Alvarez-Castelao, B., Schanzenbächer, C. T., Langer, J. D., & Schuman, E. M. (2019). Cell-type-specific metabolic labeling, detection and identification of nascent proteomes in vivo. Nature Protocols, 14(2), 556-575. doi:10.1038/s41596-018-0106-6.

Zitierlink: https://hdl.handle.net/21.11116/0000-0003-111F-8

Zusammenfassung

A big challenge in proteomics is the identification of cell-type-specific proteomes in vivo. This protocol describes how to label, purify and identify cell-type-specific proteomes in living mice.
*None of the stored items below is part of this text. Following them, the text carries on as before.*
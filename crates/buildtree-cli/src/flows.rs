use std::fs;
use std::io::{self, BufRead, IsTerminal, Write};
use std::path::{Path, PathBuf};
use std::time::Duration;

use anyhow::{anyhow, Context, Result};
use buildtree_builder::{
    run_installation, BuildOptions, CleanupOutcome, InstallSummary, SystemRunner,
};
use buildtree_catalog::{augment_tree, DownloadQueue, HttpFetcher, HttpVersionSource};
use buildtree_core::{NodeAction, PackageTree};
use buildtree_planner::{plan, Plan, PlanError, PlannedPackage, WizardMode};
use tracing::{debug, info};

use crate::config::Settings;
use crate::render::{render_error_report, BuildProgress, TerminalRenderer};

const HTTP_TIMEOUT: Duration = Duration::from_secs(60);
const PROFILE_MARKER: &str = "# buildtree environment";

pub fn run_wizard(
    settings: &Settings,
    mode: WizardMode,
    assume_yes: bool,
    renderer: TerminalRenderer,
) -> Result<()> {
    let layout = settings.layout()?;
    let mut tree = load_tree(settings)?;
    discover(&mut tree, renderer)?;

    layout.ensure_base_dirs()?;
    let plan = build_plan(&mut tree, layout.source_dir(), mode, renderer)?;
    if plan.is_noop() {
        renderer.print_status("ok", "everything is up to date");
        return Ok(());
    }

    renderer.print_section("Plan");
    if mode == WizardMode::Upgrade {
        renderer.print_lines(&format_outdated_lines(&plan));
    }
    renderer.print_lines(&format_plan_lines(&plan));
    if !assume_yes && !confirm(&format!("Proceed with {}?", mode.as_str()))? {
        renderer.print_status("warn", "aborted");
        return Ok(());
    }

    let queue = DownloadQueue::for_tree(&tree, layout.source_dir())?
        .with_width(settings.download_width);
    if !queue.is_empty() {
        renderer.print_section("Download");
        let fetcher = HttpFetcher::new(HTTP_TIMEOUT)?;
        queue.run(&fetcher, |request, status| {
            renderer.print_status(
                "ok",
                &format!("{} {}", status.as_str(), request.destination.display()),
            );
        })?;
    }

    renderer.print_section("Build");
    let options = BuildOptions {
        environment: settings.environment(&layout),
        layout,
        configure_options: settings.configure_options.clone(),
    };
    let mut sink = BuildProgress::new(
        renderer.start_progress(mode.as_str(), plan.step_count()),
        renderer.style(),
    );
    let summary = run_installation(&tree, &options, &mut SystemRunner, &mut sink);
    sink.finish();

    finish_summary(&tree, &summary, &options, renderer)
}

pub fn run_plan(
    settings: &Settings,
    mode: WizardMode,
    json: bool,
    renderer: TerminalRenderer,
) -> Result<()> {
    let mut tree = load_tree(settings)?;
    discover(&mut tree, renderer)?;
    let plan = build_plan(&mut tree, settings.source_dir()?, mode, renderer)?;

    if json {
        let rendered =
            serde_json::to_string_pretty(&plan).context("failed to serialize plan as json")?;
        println!("{rendered}");
        return Ok(());
    }
    if mode == WizardMode::Upgrade {
        renderer.print_lines(&format_outdated_lines(&plan));
    }
    renderer.print_lines(&format_plan_lines(&plan));
    println!("steps: {}", plan.step_count());
    Ok(())
}

pub fn run_tree(settings: &Settings, with_versions: bool) -> Result<()> {
    let mut tree = load_tree(settings)?;
    if with_versions {
        let source = HttpVersionSource::new(HTTP_TIMEOUT)?;
        augment_tree(&mut tree, &source)?;
    }
    print!("{}", tree.render(tree.root()));
    Ok(())
}

pub fn run_env(
    settings: &Settings,
    write_profile: Option<PathBuf>,
    renderer: TerminalRenderer,
) -> Result<()> {
    let layout = settings.layout()?;
    let exports = settings.environment(&layout).shell_exports();

    let Some(requested) = write_profile else {
        renderer.print_lines(&exports);
        return Ok(());
    };
    let profile = if requested.as_os_str().is_empty() {
        default_profile_path()?
    } else {
        requested
    };
    if append_profile_exports(&profile, &exports)? {
        renderer.print_status("ok", &format!("updated {}", profile.display()));
    } else {
        renderer.print_status(
            "ok",
            &format!("{} already sets the environment", profile.display()),
        );
    }
    Ok(())
}

fn load_tree(settings: &Settings) -> Result<PackageTree> {
    let manifest = settings.manifest()?;
    let tree = PackageTree::from_manifest_path(manifest)
        .with_context(|| format!("failed to load manifest: {}", manifest.display()))?;
    debug!(packages = tree.node_count(), "manifest loaded");
    Ok(tree)
}

fn discover(tree: &mut PackageTree, renderer: TerminalRenderer) -> Result<()> {
    let source = HttpVersionSource::new(HTTP_TIMEOUT)?;
    if let Err(err) = augment_tree(tree, &source) {
        if let Some(report) = err.as_report() {
            renderer.print_lines(&render_error_report(
                renderer.style(),
                report.title(),
                &report.header(),
                report.diagnostic(),
            ));
        }
        return Err(err).context("failed to discover package versions");
    }
    Ok(())
}

fn build_plan(
    tree: &mut PackageTree,
    source_dir: &Path,
    mode: WizardMode,
    renderer: TerminalRenderer,
) -> Result<Plan> {
    match plan(tree, source_dir, mode) {
        Ok(plan) => Ok(plan),
        Err(PlanError::UpdatesFound { packages }) => {
            renderer.print_lines(&render_error_report(
                renderer.style(),
                "Updates Found",
                "Your installation is outdated or not properly installed.",
                &format!("Run an install or an upgrade first: {}", packages.join(", ")),
            ));
            Err(anyhow!("rebuild refused: {} package(s) need updating", packages.len()))
        }
        Err(err) => Err(err).context("failed to plan the run"),
    }
}

fn finish_summary(
    tree: &PackageTree,
    summary: &InstallSummary,
    options: &BuildOptions,
    renderer: TerminalRenderer,
) -> Result<()> {
    match &summary.cleanup {
        CleanupOutcome::Completed { removed } => {
            info!(removed = removed.len(), "cleanup finished");
            renderer.print_status(
                "ok",
                &format!(
                    "built {} package(s), removed {} stale path(s)",
                    summary.report.built.len(),
                    removed.len()
                ),
            );
            renderer.print_section("Environment");
            renderer.print_status(
                "step",
                "add these lines to your shell profile, or run `buildtree env --write-profile`:",
            );
            renderer.print_lines(&options.environment.shell_exports());
            Ok(())
        }
        CleanupOutcome::Failed(err) => Err(anyhow!(
            "packages were built but cleanup failed: {}",
            err.header()
        )),
        CleanupOutcome::Skipped => {
            let failed = summary
                .report
                .failures
                .iter()
                .map(|failure| tree.node(failure.node).name.as_str())
                .collect::<Vec<_>>();
            Err(anyhow!(
                "installation failed for {} package(s): {}",
                failed.len(),
                failed.join(", ")
            ))
        }
    }
}

fn format_package_line(package: &PlannedPackage) -> String {
    let version = package.version.as_deref().unwrap_or("?");
    format!(
        "{}{} {} [{}]",
        "  ".repeat(package.depth),
        package.name,
        version,
        package.action.as_str()
    )
}

pub fn format_plan_lines(plan: &Plan) -> Vec<String> {
    plan.packages
        .iter()
        .filter(|package| package.action != NodeAction::None)
        .map(format_package_line)
        .collect()
}

pub fn format_outdated_lines(plan: &Plan) -> Vec<String> {
    if plan.outdated.is_empty() {
        return Vec::new();
    }
    let mut lines = vec!["updates available:".to_string()];
    lines.extend(plan.outdated.iter().map(|package| {
        format!(
            "  {} {} -> {}",
            package.name,
            package.installed_version.as_deref().unwrap_or("not installed"),
            package.version.as_deref().unwrap_or("?")
        )
    }));
    lines
}

fn confirm(prompt: &str) -> Result<bool> {
    let stdin = io::stdin();
    if !stdin.is_terminal() {
        return Err(anyhow!("confirmation required; rerun with --yes"));
    }
    print!("{prompt} [y/N] ");
    io::stdout().flush().context("failed to flush stdout")?;
    let mut answer = String::new();
    stdin
        .lock()
        .read_line(&mut answer)
        .context("failed to read confirmation")?;
    Ok(parse_confirmation(&answer))
}

pub fn parse_confirmation(answer: &str) -> bool {
    matches!(answer.trim().to_ascii_lowercase().as_str(), "y" | "yes")
}

fn default_profile_path() -> Result<PathBuf> {
    let home = std::env::var_os("HOME").ok_or_else(|| anyhow!("HOME is not set"))?;
    Ok(PathBuf::from(home).join(".bashrc"))
}

/// Append the export block unless the profile already carries it. Returns
/// whether the file changed.
pub fn append_profile_exports(profile: &Path, exports: &[String]) -> Result<bool> {
    let existing = match fs::read_to_string(profile) {
        Ok(existing) => existing,
        Err(err) if err.kind() == io::ErrorKind::NotFound => String::new(),
        Err(err) => {
            return Err(err).with_context(|| format!("failed to read {}", profile.display()))
        }
    };
    if existing.contains(PROFILE_MARKER) {
        return Ok(false);
    }

    let mut block = String::new();
    if !existing.is_empty() && !existing.ends_with('\n') {
        block.push('\n');
    }
    block.push_str(PROFILE_MARKER);
    block.push('\n');
    for line in exports {
        block.push_str(line);
        block.push('\n');
    }

    let mut file = fs::OpenOptions::new()
        .create(true)
        .append(true)
        .open(profile)
        .with_context(|| format!("failed to open {}", profile.display()))?;
    file.write_all(block.as_bytes())
        .with_context(|| format!("failed to write {}", profile.display()))?;
    Ok(true)
}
To make this possible, we created a Cre-recombinase-inducible mouse line expressing a mutant methionyl-tRNA synthetase (L274G), which enables the labeling of nascent proteins with the non-canonical amino acid azidonorleucine (ANL). This amino acid can be conjugated to different affinity tags by click chemistry. After affinity purification (AP), the labeled proteins can be identified by tandem mass spectrometry (MS/MS). With this method, it is possible to identify cell-type-specific proteomes derived from living animals, which was not possible with any previously published method. The reduction in sample complexity achieved by this protocol allows for the detection of subtle changes in cell-type-specific protein content in response to environmental changes. This protocol can be completed in ~10 d (plus the time needed to generate the mouse lines, the desired labeling period and MS analysis).